*** Records for this exercise Section Begins ***

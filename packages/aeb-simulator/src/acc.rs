//! acc.rs — Adaptive Cruise Control decision unit
//!
//! Two modes, switched on lead-vehicle presence:
//! - car-following: proportional control on the gap error against a
//!   time-gap-derived desired distance
//! - cruise: proportional control on the speed error against the setpoint
//!
//! Both clamp to the same comfort envelope. Car-following intentionally has
//! no cruise-speed cap: a large gap error commands full acceleration until
//! the gap closes toward the desired distance.

use aeb_types::SpeedKph;

use crate::vehicle::KinematicAgent;

// ACC policy constants
pub const DESIRED_TIME_GAP_S: f64 = 1.8; // time gap to maintain
pub const MAX_ACCEL_MPS2: f64 = 2.5;
pub const MAX_DECEL_MPS2: f64 = -3.0;
pub const MIN_FOLLOWING_DISTANCE_M: f64 = 2.0; // standstill gap
pub const DETECTION_RANGE_M: f64 = 100.0; // lead-vehicle detection limit

/// Episode-scoped ACC state: just the cruise setpoint, kept in the boundary
/// unit and converted on use.
#[derive(Debug)]
pub struct AccController {
    cruise_speed: SpeedKph,
}

impl AccController {
    pub fn new(cruise_speed: SpeedKph) -> Self {
        Self { cruise_speed }
    }

    pub fn set_cruise_speed(&mut self, cruise_speed: SpeedKph) {
        self.cruise_speed = cruise_speed;
    }

    pub fn cruise_speed(&self) -> SpeedKph {
        self.cruise_speed
    }

    /// Follow the target when one is detected in range, otherwise track the
    /// cruise setpoint.
    pub fn control_loop<A: KinematicAgent>(&self, ego: &A, target: Option<&A>) -> f64 {
        match target {
            Some(t) if ego.distance_to(t) < DETECTION_RANGE_M => self.follow_control(ego, t),
            _ => self.cruise_control(ego),
        }
    }

    fn follow_control<A: KinematicAgent>(&self, ego: &A, target: &A) -> f64 {
        let current_distance = ego.distance_to(target);
        let desired_distance = ego.speed_mps() * DESIRED_TIME_GAP_S + MIN_FOLLOWING_DISTANCE_M;
        let distance_error = current_distance - desired_distance;
        (distance_error / DESIRED_TIME_GAP_S).clamp(MAX_DECEL_MPS2, MAX_ACCEL_MPS2)
    }

    fn cruise_control<A: KinematicAgent>(&self, ego: &A) -> f64 {
        let speed_error = self.cruise_speed.mps() - ego.speed_mps();
        (speed_error / DESIRED_TIME_GAP_S).clamp(MAX_DECEL_MPS2, MAX_ACCEL_MPS2)
    }
}

#[cfg(test)]
mod tests {
    use super::*;
    use crate::vehicle::LaneVehicle;

    #[test]
    fn test_follow_accelerates_into_large_gap() {
        let acc = AccController::new(SpeedKph(36.0));
        let ego = LaneVehicle::new(0.0, 10.0);
        let target = LaneVehicle::new(50.0, 10.0);
        // desired 20 m, error +30 → clamped to max accel
        assert_eq!(acc.control_loop(&ego, Some(&target)), MAX_ACCEL_MPS2);
    }

    #[test]
    fn test_follow_brakes_when_too_close() {
        let acc = AccController::new(SpeedKph(36.0));
        let ego = LaneVehicle::new(0.0, 10.0);
        let target = LaneVehicle::new(10.0, 10.0);
        // desired 20 m, error −10 → clamped to max decel
        assert_eq!(acc.control_loop(&ego, Some(&target)), MAX_DECEL_MPS2);
    }

    #[test]
    fn test_follow_proportional_region() {
        let acc = AccController::new(SpeedKph(36.0));
        let ego = LaneVehicle::new(0.0, 10.0);
        let target = LaneVehicle::new(21.8, 10.0);
        // desired 20 m, error 1.8 → 1.0 m/s²
        assert!((acc.control_loop(&ego, Some(&target)) - 1.0).abs() < 1e-12);
    }

    #[test]
    fn test_detection_range_boundary() {
        let acc = AccController::new(SpeedKph(36.0)); // cruise 10 m/s
        let ego = LaneVehicle::new(0.0, 10.0);

        // At exactly the detection range the target is ignored: cruise holds.
        let at_range = LaneVehicle::new(DETECTION_RANGE_M, 0.0);
        assert!(acc.control_loop(&ego, Some(&at_range)).abs() < 1e-12);

        // Just inside: follow mode, huge gap → full acceleration.
        let inside = LaneVehicle::new(DETECTION_RANGE_M - 0.1, 0.0);
        assert_eq!(acc.control_loop(&ego, Some(&inside)), MAX_ACCEL_MPS2);
    }

    #[test]
    fn test_cruise_tracks_setpoint() {
        let acc = AccController::new(SpeedKph(36.0)); // 10 m/s
        let at_speed = LaneVehicle::new(0.0, 10.0);
        assert!(acc.control_loop(&at_speed, None).abs() < 1e-12);

        let slow = LaneVehicle::new(0.0, 2.0);
        assert_eq!(acc.control_loop(&slow, None), MAX_ACCEL_MPS2);

        let fast = LaneVehicle::new(0.0, 20.0);
        assert_eq!(acc.control_loop(&fast, None), MAX_DECEL_MPS2);

        let near = LaneVehicle::new(0.0, 9.1);
        assert!((acc.control_loop(&near, None) - 0.5).abs() < 1e-12);
    }

    #[test]
    fn test_cruise_setpoint_is_mutable() {
        let mut acc = AccController::new(SpeedKph(36.0));
        acc.set_cruise_speed(SpeedKph(72.0));
        let ego = LaneVehicle::new(0.0, 10.0);
        // setpoint now 20 m/s → error 10 → clamped
        assert_eq!(acc.control_loop(&ego, None), MAX_ACCEL_MPS2);
        assert_eq!(acc.cruise_speed(), SpeedKph(72.0));
    }
}
//! # aeb-types
//!
//! Shared scenario and telemetry structures for the AEB/ACC closed-loop
//! scenario suite.
//!
//! These types are used by:
//! - `aeb-simulator`: consuming validated scenario configs and producing
//!   per-tick telemetry plus terminal episode results
//! - batch collaborators (scenario samplers, boundary-search tooling, report
//!   writers): feeding scenario sets in and persisting episode results out
//!
//! ## Conventions
//!
//! - The core computes in SI units throughout: meters, m/s, m/s², seconds.
//! - km/h appears only at the scenario boundary ([`SpeedKph`]) and in
//!   human-facing output; mph appears only in telemetry, a display convention
//!   of the downstream report consumers.
//! - Longitudinal gap is `target_x - ego_x`: positive means the target leads.
//!   A scenario that places the target at or behind the ego is invalid.
//! - Acceleration commands are signed; braking is negative.

use serde::{Deserialize, Serialize};
use thiserror::Error;

// ── Unit conversions ──────────────────────────────────────────────────────────

pub const MPS_PER_KPH: f64 = 1.0 / 3.6;
pub const KPH_PER_MPS: f64 = 3.6;
pub const MPH_PER_MPS: f64 = 2.237;

/// Speed in km/h — the boundary unit for scenario configs and summaries.
///
/// The conversion to m/s happens exactly once, when the simulator ingests the
/// scenario; everything downstream of that is m/s.
#[derive(Debug, Clone, Copy, PartialEq, Serialize, Deserialize)]
#[serde(transparent)]
pub struct SpeedKph(pub f64);

impl SpeedKph {
    pub fn mps(self) -> f64 {
        self.0 * MPS_PER_KPH
    }

    pub fn from_mps(speed_mps: f64) -> Self {
        Self(speed_mps * KPH_PER_MPS)
    }
}

// ── Target speed profile ──────────────────────────────────────────────────────

/// Maximum number of points accepted in a target speed-vs-time profile.
pub const PROFILE_MAX_POINTS: usize = 20;

/// Piecewise-linear target speed schedule.
///
/// Sampling between points interpolates linearly; sampling outside the
/// covered time range extrapolates linearly from the nearest segment, so a
/// profile that ends while still accelerating keeps accelerating. Extrapolated
/// values may go negative — the vehicle model floors speed at zero, so a
/// negative setpoint simply means "brake to a stop".
#[derive(Debug, Clone, PartialEq, Serialize, Deserialize)]
pub struct SpeedProfile {
    /// Sample times, seconds, strictly ascending.
    pub times_s: Vec<f64>,
    /// Target speeds at each sample time, m/s, each ≥ 0.
    pub speeds_mps: Vec<f64>,
}
//! # Baby Tracker Backend
//!
//! Document-based core for a baby-tracking app. A document is one log:
//! one baby profile plus one store of timestamped childcare events
//! (feedings, diaper changes, naps, and so on), persisted as a JSON file.
//! This crate provides:
//! - Domain models and per-kind event CRUD with undo tracking
//! - The archive codec between a log and its on-disk payload
//! - Document lifecycle services (create/open/save/revert)
//! - The conflict resolution flow for competing multi-device revisions
//!
//! The presentation layer lives elsewhere; it drives these services and
//! renders the DTOs from the `shared` crate.

use anyhow::Result;
use std::path::Path;
use std::sync::Arc;

pub mod domain;
pub mod storage;

pub use storage::json::JsonConnection;

use domain::{BabyService, ConflictService, DocumentService, EventService};
use storage::json::{LogRepository, VersionRepository};

/// Main backend struct that orchestrates all services
pub struct Backend {
    pub event_service: EventService,
    pub baby_service: BabyService,
    pub document_service: DocumentService,
    pub conflict_service: ConflictService,
}

impl Backend {
    /// Create a backend rooted at the platform documents directory
    pub fn new() -> Result<Self> {
        let base = dirs::document_dir()
            .ok_or_else(|| anyhow::anyhow!("Could not determine the documents directory"))?
            .join("BabyTracker");
        Self::with_data_directory(base)
    }

    /// Create a backend rooted at an explicit data directory
    pub fn with_data_directory<P: AsRef<Path>>(base_directory: P) -> Result<Self> {
        let connection = Arc::new(JsonConnection::new(base_directory)?);
        let repository = LogRepository::new(connection.clone());
        let versions = Arc::new(VersionRepository::new(connection));

        let document_service = DocumentService::new(repository.clone());
        let conflict_service = ConflictService::new(
            versions,
            repository,
            document_service.state_handle(),
        );

        Ok(Self {
            event_service: EventService::new(),
            baby_service: BabyService::new(),
            document_service,
            conflict_service,
        })
    }
}

#[cfg(test)]
mod tests {
    use super::*;
    use crate::domain::commands::baby::UpdateBabyCommand;
    use crate::domain::commands::conflicts::{
        CheckConflictsCommand, PresentConflictsCommand, ResolveConflictCommand,
    };
    use crate::domain::commands::documents::{CreateDocumentCommand, SaveDocumentCommand};
    use crate::domain::commands::events::{CreateEventCommand, EventListQuery};
    use crate::domain::models::archive::Archive;
    use crate::domain::models::event::{EventDetails, FeedSource};
    use chrono::Utc;
    use shared::{ConflictChoice, DocumentState};
    use tempfile::TempDir;

    /// End-to-end pass over the whole stack: create a document, fill in
    /// the profile, record events, save, stash a remote revision, and
    /// walk the conflict flow.
    #[test]
    fn test_document_lifecycle_with_conflict() {
        let temp_dir = TempDir::new().unwrap();
        let backend = Backend::with_data_directory(temp_dir.path()).unwrap();

        let created = backend
            .document_service
            .create_document(CreateDocumentCommand {
                name: "Emma".to_string(),
            })
            .unwrap();
        let mut log = created.log;
        let document_id = created.document_id;

        backend
            .baby_service
            .update_baby(
                &mut log,
                UpdateBabyCommand {
                    name: Some("Emma".to_string()),
                    ..Default::default()
                },
            )
            .unwrap();
        backend
            .event_service
            .create_event(
                &mut log,
                CreateEventCommand {
                    date: None,
                    details: EventDetails::Feed {
                        source: FeedSource::Bottle,
                        measurement: None,
                    },
                },
            )
            .unwrap();
        backend
            .document_service
            .save_document(
                SaveDocumentCommand {
                    document_id: document_id.clone(),
                },
                &log,
            )
            .unwrap();

        let listed = backend
            .event_service
            .list_events(&log, EventListQuery::default())
            .unwrap();
        assert_eq!(listed.events.len(), 1);

        // a second device lands a competing revision
        let mut remote_log = log.clone();
        backend
            .baby_service
            .update_baby(
                &mut remote_log,
                UpdateBabyCommand {
                    name: Some("Emma (from Phone)".to_string()),
                    ..Default::default()
                },
            )
            .unwrap();
        let versions = storage::json::VersionRepository::new(Arc::new(
            JsonConnection::new(temp_dir.path()).unwrap(),
        ));
        versions
            .stash_version(
                &document_id,
                "Phone",
                Utc::now(),
                &Archive::from(&remote_log).encode().unwrap(),
            )
            .unwrap();

        let check = backend
            .conflict_service
            .check_for_conflicts(CheckConflictsCommand {
                document_id: document_id.clone(),
            })
            .unwrap();
        assert!(check.conflicts_found);
        assert_eq!(backend.document_service.state(), DocumentState::InConflict);

        let presented = backend
            .conflict_service
            .present_conflicts(PresentConflictsCommand {
                document_id: document_id.clone(),
            })
            .unwrap();
        let version_id = presented.presentation.groups[0].versions[0]
            .version_id
            .clone();

        let resolved = backend
            .conflict_service
            .resolve_conflict(ResolveConflictCommand {
                document_id: document_id.clone(),
                choice: ConflictChoice::Replace { version_id },
            })
            .unwrap();
        assert_eq!(resolved.log.baby().name, "Emma (from Phone)");
        assert!(resolved.cleanup_failures.is_empty());
        assert_eq!(backend.document_service.state(), DocumentState::Normal);

        let recheck = backend
            .conflict_service
            .check_for_conflicts(CheckConflictsCommand { document_id })
            .unwrap();
        assert!(!recheck.conflicts_found);
    }
}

*** Records for this exercise Section Ends ***

:: Exercise directions ::
In the listing above, locate the line containing "target speed-vs-time profile." and the line containing "segment, so a". Extract those two lines and every line between them, exactly as written, and only those.

:: Exercise result ::
/// Maximum number of points accepted in a target speed-vs-time profile.
pub const PROFILE_MAX_POINTS: usize = 20;

/// Piecewise-linear target speed schedule.
///
/// Sampling between points interpolates linearly; sampling outside the
/// covered time range extrapolates linearly from the nearest segment, so a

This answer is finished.